AMÊSA OU A CANÇÃO DO DESESPERO
Amêsa ou a Canção do Desespero é o retrato da dualidade de uma mulher, que nos chega pelos corpos das actrizes Claudia Rosa Pucuta e Sunny Dilage.
O espetáculo inicia com o confronto, os dois lados de Amêsa num jogo de movimentos dançantes, intensificado pelo ritmo do batuque. Não há no entanto, verdadeira dualidade, mas antes versões semelhantes da mesma pessoa. A intensidade do desespero e da solidão levou Amêsa a criar outra versão de si, por forma a lidar com a tristeza das suas memórias, com o desespero da sua solidão. Numa viagem imaginária pelo rio, somos levados por Amêsa pelas recordações da sua infância. A mudança, na infância, do interior para a cidade, deixando para trás o rio e a selva que sempre conheceu.
O definhamento e consequente morte da mãe, que nunca foi feliz com a mudança. O abandono pelo pai, desinteressado que era. No meio da tristeza, um rasgo de felicidade. O amor e o seu acto concreto trazem alguma medida de alegria a Amêsa, mesmo que momentâneo. No entanto, até isso é manchado pelo desespero, quando o fruto desse amor morre.
Aí, Amêsa afunda-se em si mesma, conversando com o outro lado de si, inflamando a tristeza e a dor exponencialmente numa tentativa de as consumir para poder retornar a sim mesma. Usando memórias de brincadeiras de criança, Amêsa alterna entre a alegria de reproduzir essas memórias e o desespero das perdas que sofreu, numa espiral que termina numa morte viva, até ao fim presa nas recordações e no desespero.
PALCO 1
O romance saramaguiano Ensaio sobre a Lucidez, que faz parelha em exponencial alegórico com o Ensaio Sobre a Cegueira, possui as graças e aparos para uma modelação dramatúrgica, como nos comprovou Caplan Neves e João Branco (dramaturgo e encenador, pela ordem). Assim, contaminaram o Centro Cultural de Mindelo com uma A PESTE BRANCA, que é, afinal, muito mais de que uma mera invisualidade ocular. A catastrofização político-social que pode resultar de uma maioria percentual de votos brancos, não teria sido melhor acendida senão pela tocha da intervencionalidade estético-discursiva do legado épico bretchiano, a qual é possante em toda a direção cénica.
A PESTE BRANCA
Grupo de Teatro do Centro Cultural Português do Mindelo Po Djam NeginO elenco basilar – com especial destaque para o retorno dionisíaco de Manuel Estêvão aos palcos Mindelactenses, e ao estrionismo cacafónico caricatural do pequeno grande Hugo Paz (equilibrados pela contenção assertiva da personagem vivida por Sílvia Lima) - são o cast acertado para estética satírica adotada que ao fim e ao cabo faz tão bem o ridendo castigat mores. Emerson Henriques, sempre presente, e embora com menos expressão e aparição diegética, arrebata a cena quando intervém, com a sua vocalização anticonvencional e cartonesca da autoridade política. Não vamos também esquecer, Daniela Santos que abre o ato com um número musical catártico e depois nos entrega, pontualmente, uma personagem ambígua e maliciosamente cínica.

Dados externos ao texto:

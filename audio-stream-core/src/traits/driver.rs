use crate::models::device::{DeviceDescriptor, HostApiId, HostApiInfo};
use crate::models::error::DriverError;
use crate::processing::buffer_view::{InputBuffer, OutputBuffer};

/// What a real-time callback tells the driver after each period.
#[derive(Debug, Clone, Copy, PartialEq, Eq)]
pub enum StreamSignal {
    /// Keep calling back.
    Continue,
    /// The stream has finished its work (e.g. a non-looping recording is full).
    Complete,
    /// The owner stopped or disposed the stream; stop calling back at once.
    Abort,
}

/// One direction of a stream to open.
#[derive(Debug, Clone, Copy, PartialEq)]
pub struct ChannelParameters {
    /// Global device index.
    pub device: usize,
    pub channel_count: u16,
    /// Suggested latency in seconds.
    pub suggested_latency: f64,
}

/// Everything a driver needs to open a stream.
///
/// At least one of `input` and `output` is set. Samples are always
/// interleaved `f32`.
#[derive(Debug, Clone, Copy, PartialEq)]
pub struct StreamParameters {
    pub input: Option<ChannelParameters>,
    pub output: Option<ChannelParameters>,
    pub sample_rate: u32,
    pub frames_per_period: u32,
}

impl StreamParameters {
    pub fn input_channels(&self) -> usize {
        self.input.map(|p| p.channel_count as usize).unwrap_or(0)
    }

    pub fn output_channels(&self) -> usize {
        self.output.map(|p| p.channel_count as usize).unwrap_or(0)
    }
}

/// Real-time processing hook invoked by the driver on its own thread.
///
/// Implementations must not allocate, lock, log, or block.
pub trait StreamCallback: Send + 'static {
    fn on_audio_buffer(&mut self, input: InputBuffer<'_>, output: OutputBuffer<'_>) -> StreamSignal;
}

/// A stream opened by an [`AudioDriver`].
pub trait DriverStream {
    fn start(&mut self) -> Result<(), DriverError>;

    /// Stop the stream. Once this returns the driver makes no further callbacks.
    fn stop(&mut self) -> Result<(), DriverError>;

    /// Release the stream and its callback.
    fn close(self) -> Result<(), DriverError>;
}

/// Native audio driver boundary.
///
/// Implemented by:
/// - `CpalDriver` (audio-stream-cpal)
/// - `MockDriver` (tests, `testing` feature)
pub trait AudioDriver {
    type Stream: DriverStream;

    /// Global driver initialization. Called at most once per driver instance.
    fn initialize(&self) -> Result<(), DriverError>;

    /// Counterpart of a successful [`initialize`](Self::initialize).
    fn terminate(&self);

    fn host_apis(&self) -> Result<Vec<HostApiInfo>, DriverError>;

    fn default_host_api(&self) -> Result<HostApiId, DriverError>;

    /// Every device of every host API, ordered by global index.
    fn devices(&self) -> Result<Vec<DeviceDescriptor>, DriverError>;

    fn open_stream(
        &self,
        params: &StreamParameters,
        callback: Box<dyn StreamCallback>,
    ) -> Result<Self::Stream, DriverError>;
}
/// Owns one capture stream on one device.
///
/// The ring buffer outlives every driver stream the controller opens, so
/// samples stay readable after [`stop`](AudioStream::stop).
pub struct InputStreamController<D: AudioDriver> {
    driver: Arc<D>,
    config: StreamConfig,
    shared: Arc<InputShared>,
    stream: Option<D::Stream>,
    state: StreamState,
    guard: ThreadGuard,
}

impl<D: AudioDriver> InputStreamController<D> {
    /// Allocate the ring buffer. No driver stream is opened until `start`.
    pub fn new(driver: Arc<D>, config: StreamConfig) -> Result<Self, StreamError> {
        config.validate()?;
        let ring = RingBuffer::new(
            config.capacity_frames(),
            config.channel_count as usize,
            config.loop_recording,
        )?;
        let shared = Arc::new(InputShared {
            ring,
            started: AtomicBool::new(false),
            disposed: AtomicBool::new(false),
            completed: AtomicBool::new(false),
            amplification: AtomicF32::new(config.output_amplification_factor),
        });

        Ok(Self {
            driver,
            config,
            shared,
            stream: None,
            state: StreamState::Created,
            guard: ThreadGuard::current(),
        })
    }

    pub fn config(&self) -> &StreamConfig {
        &self.config
    }

    /// Started and the buffer has not completed.
    pub fn is_recording(&self) -> bool {
        self.state.is_started() && !self.shared.completed.load(Ordering::Acquire)
    }

    /// Whether a non-looping recording has filled its buffer.
    pub fn is_complete(&self) -> bool {
        self.shared.completed.load(Ordering::Acquire)
    }

    /// Current write position in frames, modulo capacity.
    pub fn position(&self) -> usize {
        self.shared.ring.position_in_frames()
    }

    pub fn capacity_frames(&self) -> usize {
        self.shared.ring.capacity_frames()
    }

    /// Most recent samples of `channel`, oldest first.
    ///
    /// A disposed controller leaves `destination` untouched.
    pub fn recorded_samples(&self, channel: usize, destination: &mut [f32]) -> Result<(), StreamError> {
        self.guard.check()?;
        if self.state.is_disposed() {
            return Ok(());
        }
        self.shared.ring.read_latest(channel, destination)
    }

    /// Most recent interleaved samples of every channel, oldest first.
    pub fn all_recorded_samples(&self, destination: &mut [f32]) -> Result<(), StreamError> {
        self.guard.check()?;
        if self.state.is_disposed() {
            return Ok(());
        }
        self.shared.ring.read_all_channels_latest(destination)
    }

    /// Takes effect from the next callback.
    pub fn set_amplification(&mut self, factor: f32) -> Result<(), StreamError> {
        self.guard.check()?;
        if !factor.is_finite() {
            return Err(StreamError::InvalidArgument(
                "output amplification factor must be finite".into(),
            ));
        }
        self.config.output_amplification_factor = factor;
        self.shared.amplification.store(factor, Ordering::Relaxed);
        Ok(())
    }

    /// Takes effect from the next callback.
    pub fn set_loop(&mut self, looping: bool) -> Result<(), StreamError> {
        self.guard.check()?;
        self.config.loop_recording = looping;
        self.shared.ring.set_looping(looping);
        Ok(())
    }

    fn stream_parameters(&self) -> StreamParameters {
        let device = &self.config.device;
        let output = self.config.monitor_device.as_ref().and_then(|monitor| {
            (self.config.monitor_channel_count() > 0).then(|| ChannelParameters {
                device: monitor.global_device_index,
                channel_count: self.config.monitor_channel_count(),
                suggested_latency: monitor.default_low_output_latency,
            })
        });

        StreamParameters {
            input: Some(ChannelParameters {
                device: device.global_device_index,
                channel_count: self.config.channel_count,
                suggested_latency: device.default_low_input_latency,
            }),
            output,
            sample_rate: self.config.sample_rate,
            frames_per_period: self.config.frames_per_period,
        }
    }

    /// Stop and close the driver stream without the thread check. Used by
    /// `Drop`, which may run anywhere.
    fn teardown(&mut self) -> Result<(), StreamError> {
        self.shared.started.store(false, Ordering::Release);
        let Some(mut stream) = self.stream.take() else {
            return Ok(());
        };
        let stopped = stream.stop();
        let closed = stream.close();
        log::info!("Closed capture stream on {}", self.config.device);
        stopped?;
        closed?;
        Ok(())
    }
}

impl<D: AudioDriver> AudioStream for InputStreamController<D> {
    fn start(&mut self) -> Result<(), StreamError> {
        self.guard.check()?;
        if self.state.is_started() && self.is_complete() {
            // A filled non-looping buffer has finished; record again from scratch.
            log::debug!("Restarting completed capture on {}", self.config.device);
            self.state = StreamState::Stopped;
            self.teardown()?;
        }
        if !self.state.can_start() {
            return Ok(());
        }

        self.shared.ring.reset();
        self.shared.completed.store(false, Ordering::Release);

        let callback = Box::new(InputCallback {
            shared: Arc::clone(&self.shared),
        });
        let mut stream = self.driver.open_stream(&self.stream_parameters(), callback)?;

        // Raised before the driver starts so the first callback is accepted.
        self.shared.started.store(true, Ordering::Release);
        if let Err(e) = stream.start() {
            self.shared.started.store(false, Ordering::Release);
            if let Err(close_err) = stream.close() {
                log::warn!("Closing failed capture stream: {}", close_err);
            }
            return Err(e.into());
        }

        log::info!(
            "Started capture on {} ({} ch @ {} Hz, {} s, loop={})",
            self.config.device,
            self.config.channel_count,
            self.config.sample_rate,
            self.config.buffer_length_secs,
            self.config.loop_recording
        );
        self.stream = Some(stream);
        self.state = StreamState::Started;
        Ok(())
    }

    fn stop(&mut self) -> Result<(), StreamError> {
        self.guard.check()?;
        if !self.state.is_started() {
            return Ok(());
        }
        self.state = StreamState::Stopped;
        self.teardown()
    }

    fn is_running(&self) -> bool {
        self.state.is_started()
    }

    fn dispose(&mut self) -> Result<(), StreamError> {
        self.guard.check()?;
        if self.state.is_disposed() {
            return Ok(());
        }
        self.shared.disposed.store(true, Ordering::Release);
        self.state = StreamState::Disposed;
        self.teardown()
    }

    fn state(&self) -> StreamState {
        self.state
    }
}

impl<D: AudioDriver> Drop for InputStreamController<D> {
    fn drop(&mut self) {
        if self.state.is_disposed() {
            return;
        }
        self.shared.disposed.store(true, Ordering::Release);
        self.state = StreamState::Disposed;
        if let Err(e) = self.teardown() {
            log::warn!("Dropping capture stream on {}: {}", self.config.device, e);
        }
    }
}

#[cfg(test)]
mod tests {
    use std::thread;

    use approx::assert_relative_eq;

    use super::*;
    use crate::testing::MockDriver;

    fn controller(driver: &MockDriver, config: StreamConfig) -> InputStreamController<MockDriver> {
        InputStreamController::new(Arc::new(driver.clone()), config).unwrap()
    }

    fn mic_config(driver: &MockDriver) -> StreamConfig {
        let mut config = StreamConfig::new(driver.device(0).unwrap(), 4, 2);
        config.frames_per_period = 4;
        config
    }

    #[test]
    fn start_and_stop_are_idempotent() {
        let driver = MockDriver::new();
        let mut input = controller(&driver, mic_config(&driver));

        input.start().unwrap();
        input.start().unwrap();
        assert_eq!(driver.open_count(), 1);
        assert!(input.is_recording());

        input.stop().unwrap();
        input.stop().unwrap();
        assert_eq!(driver.close_count(), 1);
        assert_eq!(input.state(), StreamState::Stopped);
        assert!(!input.is_recording());
    }

    #[test]
    fn callback_records_into_the_ring() {
        let driver = MockDriver::new();
        let mut input = controller(&driver, mic_config(&driver));
        input.start().unwrap();

        let stream = driver.last_stream().unwrap();
        let signal = driver.fire(stream, &[0.1, -0.1, 0.2, -0.2], &mut []);
        assert_eq!(signal, Some(StreamSignal::Continue));
        assert_eq!(input.position(), 2);

        let mut left = [0.0f32; 2];
        input.recorded_samples(0, &mut left).unwrap();
        assert_eq!(left, [0.1, 0.2]);

        let mut all = [0.0f32; 4];
        input.all_recorded_samples(&mut all).unwrap();
        assert_eq!(all, [0.1, -0.1, 0.2, -0.2]);
    }

    #[test]
    fn samples_survive_stop_and_reset_on_restart() {
        let driver = MockDriver::new();
        let mut input = controller(&driver, mic_config(&driver));
        input.start().unwrap();
        driver.fire(0, &[0.5, 0.5], &mut []);
        input.stop().unwrap();

        let mut latest = [0.0f32; 1];
        input.recorded_samples(1, &mut latest).unwrap();
        assert_eq!(latest, [0.5]);

        input.start().unwrap();
        assert_eq!(input.position(), 0);
        input.recorded_samples(1, &mut latest).unwrap();
        assert_eq!(latest, [0.0]);
    }

    #[test]
    fn non_looping_recording_completes() {
        let driver = MockDriver::new();
        let mut config = mic_config(&driver);
        config.loop_recording = false;
        let mut input = controller(&driver, config);
        input.start().unwrap();

        // 8 frames of capacity, 2 channels.
        assert_eq!(driver.fire(0, &[0.1; 8], &mut []), Some(StreamSignal::Continue));
        assert_eq!(driver.fire(0, &[0.2; 8], &mut []), Some(StreamSignal::Complete));
        assert!(!input.is_recording());
        assert!(input.is_complete());
        assert!(input.is_running());
    }

    #[test]
    fn completed_recording_restarts_from_scratch() {
        let driver = MockDriver::new();
        let mut config = mic_config(&driver);
        config.loop_recording = false;
        let mut input = controller(&driver, config);
        input.start().unwrap();
        driver.fire(0, &[0.3; 16], &mut []);
        assert!(input.is_complete());
        assert!(!input.is_recording());

        input.start().unwrap();
        assert!(input.is_recording());
        assert!(!input.is_complete());
        assert_eq!(input.position(), 0);
        assert_eq!(driver.open_count(), 2);
        assert_eq!(driver.close_count(), 1);

        // The fresh stream records again.
        let stream = driver.last_stream().unwrap();
        assert_eq!(driver.fire(stream, &[0.1; 8], &mut []), Some(StreamSignal::Continue));
        assert_eq!(input.position(), 4);
    }

    #[test]
    fn stop_before_start_is_a_no_op() {
        let driver = MockDriver::new();
        let mut input = controller(&driver, mic_config(&driver));
        assert!(input.stop().is_ok());
        assert_eq!(input.state(), StreamState::Created);
        assert!(driver.calls().is_empty());

        input.start().unwrap();
        assert!(input.is_recording());
    }

    #[test]
    fn monitor_output_is_mono_and_amplified() {
        let driver = MockDriver::new();
        let mut config = StreamConfig::new(driver.device(2).unwrap(), 4, 1);
        config.monitor_device = driver.device(2);
        config.output_amplification_factor = 2.0;
        let mut input = controller(&driver, config);
        input.start().unwrap();

        let params = driver.stream_parameters(0).unwrap();
        assert_eq!(params.output.map(|p| p.channel_count), Some(1));

        let mut out = [0.0f32; 4];
        driver.fire(0, &[0.2, -0.2, 0.2, -0.2], &mut out);
        for (actual, expected) in out.iter().zip([0.4, -0.4, 0.4, -0.4]) {
            assert_relative_eq!(*actual, expected);
        }

        input.set_amplification(0.5).unwrap();
        driver.fire(0, &[0.2, -0.2, 0.2, -0.2], &mut out);
        assert_relative_eq!(out[0], 0.1);
    }

    #[test]
    fn callback_after_dispose_aborts() {
        let driver = MockDriver::new();
        let mut input = controller(&driver, mic_config(&driver));
        input.start().unwrap();
        input.dispose().unwrap();
        drop(input);

        assert_eq!(driver.open_streams(), 0);
        assert_eq!(driver.fire(0, &[1.0, 1.0], &mut []), Some(StreamSignal::Abort));
    }

    #[test]
    fn callback_after_stop_aborts() {
        let driver = MockDriver::new();
        let mut input = controller(&driver, mic_config(&driver));
        input.start().unwrap();
        input.stop().unwrap();
        assert_eq!(driver.fire(0, &[1.0, 1.0], &mut []), Some(StreamSignal::Abort));
        assert_eq!(input.position(), 0);
    }

    #[test]
    fn disposed_controller_ignores_everything() {
        let driver = MockDriver::new();
        let mut input = controller(&driver, mic_config(&driver));
        input.dispose().unwrap();
        input.dispose().unwrap();
        input.start().unwrap();
        assert_eq!(driver.open_count(), 0);

        let mut dest = [7.0f32; 2];
        input.recorded_samples(0, &mut dest).unwrap();
        assert_eq!(dest, [7.0, 7.0]);
    }

    #[test]
    fn failed_open_is_device_unavailable() {
        let driver = MockDriver::new();
        driver.fail_open("device busy");
        let mut input = controller(&driver, mic_config(&driver));

        let err = input.start().unwrap_err();
        assert!(matches!(err, StreamError::DeviceUnavailable(msg) if msg.contains("device busy")));
        assert_eq!(input.state(), StreamState::Created);
    }

    #[test]
    fn failed_start_closes_the_stream() {
        let driver = MockDriver::new();
        driver.fail_start("no clock");
        let mut input = controller(&driver, mic_config(&driver));

        assert!(input.start().is_err());
        assert_eq!(driver.open_count(), 1);
        assert_eq!(driver.close_count(), 1);
        assert!(!input.is_running());
    }

    #[test]
    fn drop_closes_a_running_stream() {
        let driver = MockDriver::new();
        let mut input = controller(&driver, mic_config(&driver));
        input.start().unwrap();
        drop(input);
        assert_eq!(driver.open_streams(), 0);
    }

    #[test]
    fn other_threads_are_rejected() {
        let driver = MockDriver::new();
        let mut input = controller(&driver, mic_config(&driver));
        let result = thread::spawn(move || input.start()).join().unwrap();
        assert_eq!(result, Err(StreamError::ThreadViolation));
    }

    #[test]
    fn oversized_read_is_rejected() {
        let driver = MockDriver::new();
        let input = controller(&driver, mic_config(&driver));
        let mut dest = vec![0.0f32; input.capacity_frames() + 1];
        assert!(matches!(
            input.recorded_samples(0, &mut dest),
            Err(StreamError::InvalidArgument(_))
        ));
    }
}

A aparição surpresa de Lisa Santos que retumba versos de exortação fazem o pano cair no interior dos sentidos. Por fim, seria injusto deixar de fora o boom à la tabanka de um maestro-encenador que nunca se vê (mas que é sempre visto através de tudo o que compõe) e é ouvido a cada acentuação dos baticardiacos da tensão cénica. E sim, os figurantes de uma milícia governamental, são uma minoria significativa, mas que não podiam faltar para a ordem símbolica ganhar pujança. Peste Branca é uma adaptação que conhece o seu público e sabe o que lhes dizer e porque lhes tem de dizer. Atual e perigosamente revolucionário.